## THE PROBLEM
The answer must consist of every line in the data below that holds the word "chmod".

## THE RECORDS

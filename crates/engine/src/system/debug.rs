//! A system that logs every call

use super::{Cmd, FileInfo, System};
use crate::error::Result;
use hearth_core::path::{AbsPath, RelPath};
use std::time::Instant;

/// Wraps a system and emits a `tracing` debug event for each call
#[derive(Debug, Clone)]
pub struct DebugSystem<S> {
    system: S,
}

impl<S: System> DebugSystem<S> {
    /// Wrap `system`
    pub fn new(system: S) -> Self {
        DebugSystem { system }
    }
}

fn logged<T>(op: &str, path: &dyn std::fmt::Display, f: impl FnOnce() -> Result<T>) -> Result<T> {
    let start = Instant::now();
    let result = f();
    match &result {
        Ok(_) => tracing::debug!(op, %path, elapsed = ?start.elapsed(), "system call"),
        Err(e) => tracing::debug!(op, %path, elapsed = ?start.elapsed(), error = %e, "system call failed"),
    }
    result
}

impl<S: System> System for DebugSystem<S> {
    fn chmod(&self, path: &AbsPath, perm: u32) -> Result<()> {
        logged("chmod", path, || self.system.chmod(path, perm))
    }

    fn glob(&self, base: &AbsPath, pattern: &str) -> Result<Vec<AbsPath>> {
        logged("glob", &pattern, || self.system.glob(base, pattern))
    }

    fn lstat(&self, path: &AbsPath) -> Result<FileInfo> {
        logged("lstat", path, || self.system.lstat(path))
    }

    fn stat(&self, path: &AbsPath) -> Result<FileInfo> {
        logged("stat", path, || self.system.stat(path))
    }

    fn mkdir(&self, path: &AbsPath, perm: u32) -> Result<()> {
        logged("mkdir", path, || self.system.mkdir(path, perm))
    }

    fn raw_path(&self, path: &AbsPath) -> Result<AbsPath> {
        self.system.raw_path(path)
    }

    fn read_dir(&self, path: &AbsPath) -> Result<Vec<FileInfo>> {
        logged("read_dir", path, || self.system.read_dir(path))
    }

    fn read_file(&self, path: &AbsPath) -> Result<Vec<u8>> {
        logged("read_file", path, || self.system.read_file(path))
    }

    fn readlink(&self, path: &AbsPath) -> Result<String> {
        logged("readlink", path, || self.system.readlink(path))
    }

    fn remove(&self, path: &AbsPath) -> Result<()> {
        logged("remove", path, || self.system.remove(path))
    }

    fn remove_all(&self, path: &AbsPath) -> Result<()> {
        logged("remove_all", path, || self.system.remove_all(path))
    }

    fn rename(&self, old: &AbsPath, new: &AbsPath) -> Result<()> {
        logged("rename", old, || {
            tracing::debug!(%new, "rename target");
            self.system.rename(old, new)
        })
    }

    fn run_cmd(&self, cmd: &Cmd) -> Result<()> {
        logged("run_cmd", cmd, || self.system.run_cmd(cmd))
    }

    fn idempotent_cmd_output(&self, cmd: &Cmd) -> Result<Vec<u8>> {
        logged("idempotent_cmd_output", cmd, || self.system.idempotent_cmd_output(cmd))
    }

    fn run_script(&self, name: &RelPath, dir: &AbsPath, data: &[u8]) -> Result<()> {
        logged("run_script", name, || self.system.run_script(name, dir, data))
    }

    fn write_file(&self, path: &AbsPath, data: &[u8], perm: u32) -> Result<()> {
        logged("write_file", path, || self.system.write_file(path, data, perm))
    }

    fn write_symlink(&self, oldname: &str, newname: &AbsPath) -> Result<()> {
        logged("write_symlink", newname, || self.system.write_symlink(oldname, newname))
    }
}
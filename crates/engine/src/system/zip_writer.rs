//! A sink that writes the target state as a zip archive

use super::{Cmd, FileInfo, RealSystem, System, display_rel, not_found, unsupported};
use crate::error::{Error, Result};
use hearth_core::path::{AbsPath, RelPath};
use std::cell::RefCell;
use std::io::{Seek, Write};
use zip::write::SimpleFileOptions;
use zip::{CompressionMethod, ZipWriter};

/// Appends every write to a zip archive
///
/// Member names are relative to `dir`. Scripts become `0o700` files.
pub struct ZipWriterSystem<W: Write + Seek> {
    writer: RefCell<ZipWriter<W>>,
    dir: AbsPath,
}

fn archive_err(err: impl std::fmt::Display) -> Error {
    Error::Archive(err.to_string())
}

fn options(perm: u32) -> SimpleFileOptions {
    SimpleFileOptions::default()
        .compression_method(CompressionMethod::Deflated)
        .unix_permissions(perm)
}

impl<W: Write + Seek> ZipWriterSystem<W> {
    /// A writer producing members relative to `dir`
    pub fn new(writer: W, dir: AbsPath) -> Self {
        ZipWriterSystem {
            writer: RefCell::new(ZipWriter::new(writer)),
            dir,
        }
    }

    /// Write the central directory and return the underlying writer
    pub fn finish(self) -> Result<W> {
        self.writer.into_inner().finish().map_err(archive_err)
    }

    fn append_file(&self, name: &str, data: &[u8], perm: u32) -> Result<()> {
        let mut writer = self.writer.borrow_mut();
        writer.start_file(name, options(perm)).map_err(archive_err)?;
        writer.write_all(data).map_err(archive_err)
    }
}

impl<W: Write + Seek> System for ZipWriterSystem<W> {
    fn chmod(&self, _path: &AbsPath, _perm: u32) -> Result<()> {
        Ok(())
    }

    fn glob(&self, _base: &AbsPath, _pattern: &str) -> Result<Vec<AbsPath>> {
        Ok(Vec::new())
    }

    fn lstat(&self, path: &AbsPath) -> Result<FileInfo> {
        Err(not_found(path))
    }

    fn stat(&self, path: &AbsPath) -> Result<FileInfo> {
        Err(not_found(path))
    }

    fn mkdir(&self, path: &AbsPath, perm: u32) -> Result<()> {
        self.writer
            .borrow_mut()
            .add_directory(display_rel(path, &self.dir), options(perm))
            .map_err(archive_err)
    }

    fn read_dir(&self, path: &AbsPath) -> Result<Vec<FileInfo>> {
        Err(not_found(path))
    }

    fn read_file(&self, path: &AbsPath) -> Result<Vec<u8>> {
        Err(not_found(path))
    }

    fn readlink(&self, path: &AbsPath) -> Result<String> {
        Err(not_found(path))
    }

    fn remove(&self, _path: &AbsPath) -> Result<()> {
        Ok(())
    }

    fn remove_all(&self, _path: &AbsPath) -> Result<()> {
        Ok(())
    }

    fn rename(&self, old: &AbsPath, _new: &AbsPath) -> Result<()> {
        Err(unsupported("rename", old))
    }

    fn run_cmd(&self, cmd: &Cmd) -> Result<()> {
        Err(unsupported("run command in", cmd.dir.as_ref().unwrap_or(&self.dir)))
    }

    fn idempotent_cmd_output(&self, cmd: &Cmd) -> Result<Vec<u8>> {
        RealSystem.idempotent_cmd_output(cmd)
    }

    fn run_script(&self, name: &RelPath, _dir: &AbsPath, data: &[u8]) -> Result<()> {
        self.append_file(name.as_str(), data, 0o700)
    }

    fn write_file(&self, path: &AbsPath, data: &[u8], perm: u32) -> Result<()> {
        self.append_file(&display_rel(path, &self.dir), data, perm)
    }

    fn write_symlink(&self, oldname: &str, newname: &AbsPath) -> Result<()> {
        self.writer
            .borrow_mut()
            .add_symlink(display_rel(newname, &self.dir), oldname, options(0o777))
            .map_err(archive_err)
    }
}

--

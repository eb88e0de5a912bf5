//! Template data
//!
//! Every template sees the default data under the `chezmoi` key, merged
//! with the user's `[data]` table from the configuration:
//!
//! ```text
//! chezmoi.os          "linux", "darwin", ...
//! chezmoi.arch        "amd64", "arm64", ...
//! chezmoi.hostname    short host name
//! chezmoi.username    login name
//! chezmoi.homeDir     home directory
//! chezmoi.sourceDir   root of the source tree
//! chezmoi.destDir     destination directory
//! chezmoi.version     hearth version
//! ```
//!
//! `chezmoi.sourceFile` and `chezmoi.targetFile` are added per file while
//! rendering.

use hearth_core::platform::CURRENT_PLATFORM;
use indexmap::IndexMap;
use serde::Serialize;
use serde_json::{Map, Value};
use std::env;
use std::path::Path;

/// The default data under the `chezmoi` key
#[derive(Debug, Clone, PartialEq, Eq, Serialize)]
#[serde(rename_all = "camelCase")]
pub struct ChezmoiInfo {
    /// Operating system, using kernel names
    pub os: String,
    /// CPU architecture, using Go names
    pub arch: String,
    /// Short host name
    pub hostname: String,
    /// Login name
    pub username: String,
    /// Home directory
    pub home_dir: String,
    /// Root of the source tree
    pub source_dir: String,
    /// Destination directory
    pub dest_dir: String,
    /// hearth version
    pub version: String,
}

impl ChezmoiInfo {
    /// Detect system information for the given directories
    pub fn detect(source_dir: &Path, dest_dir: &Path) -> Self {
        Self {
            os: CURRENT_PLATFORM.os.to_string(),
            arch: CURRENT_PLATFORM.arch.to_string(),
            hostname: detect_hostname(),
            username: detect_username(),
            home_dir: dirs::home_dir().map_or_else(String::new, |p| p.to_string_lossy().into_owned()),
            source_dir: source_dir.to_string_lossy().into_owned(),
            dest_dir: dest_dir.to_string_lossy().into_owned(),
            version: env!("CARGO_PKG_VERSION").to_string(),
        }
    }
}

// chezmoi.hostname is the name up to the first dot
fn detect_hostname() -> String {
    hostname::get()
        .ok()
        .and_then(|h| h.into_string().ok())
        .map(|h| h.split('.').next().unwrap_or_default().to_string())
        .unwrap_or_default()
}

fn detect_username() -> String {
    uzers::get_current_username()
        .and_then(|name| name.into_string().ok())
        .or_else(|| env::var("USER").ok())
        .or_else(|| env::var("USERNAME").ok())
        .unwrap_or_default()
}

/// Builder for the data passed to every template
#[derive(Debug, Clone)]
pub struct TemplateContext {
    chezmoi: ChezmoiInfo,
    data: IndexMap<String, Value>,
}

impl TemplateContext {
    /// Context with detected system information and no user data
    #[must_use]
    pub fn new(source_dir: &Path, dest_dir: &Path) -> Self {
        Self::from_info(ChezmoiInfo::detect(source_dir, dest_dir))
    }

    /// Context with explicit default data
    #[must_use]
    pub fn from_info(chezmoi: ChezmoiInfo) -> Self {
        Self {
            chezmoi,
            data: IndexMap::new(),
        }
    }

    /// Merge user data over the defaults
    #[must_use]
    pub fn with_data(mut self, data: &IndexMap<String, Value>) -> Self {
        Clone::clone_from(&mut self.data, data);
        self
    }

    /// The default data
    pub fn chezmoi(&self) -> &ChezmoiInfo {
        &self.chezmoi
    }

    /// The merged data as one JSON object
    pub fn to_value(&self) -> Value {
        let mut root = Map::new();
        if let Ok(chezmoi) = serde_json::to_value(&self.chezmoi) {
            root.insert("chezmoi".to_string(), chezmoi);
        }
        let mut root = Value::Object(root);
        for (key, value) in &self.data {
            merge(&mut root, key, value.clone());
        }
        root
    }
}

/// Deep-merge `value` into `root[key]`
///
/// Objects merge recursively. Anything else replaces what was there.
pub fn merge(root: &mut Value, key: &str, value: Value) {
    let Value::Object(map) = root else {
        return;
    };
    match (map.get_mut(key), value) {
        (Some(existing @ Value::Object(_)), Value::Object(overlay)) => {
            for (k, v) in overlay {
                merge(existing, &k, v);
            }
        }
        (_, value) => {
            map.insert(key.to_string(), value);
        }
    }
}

## RESULT
    fn chmod(&self, path: &AbsPath, perm: u32) -> Result<()> {
        logged("chmod", path, || self.system.chmod(path, perm))
    fn chmod(&self, _path: &AbsPath, _perm: u32) -> Result<()> {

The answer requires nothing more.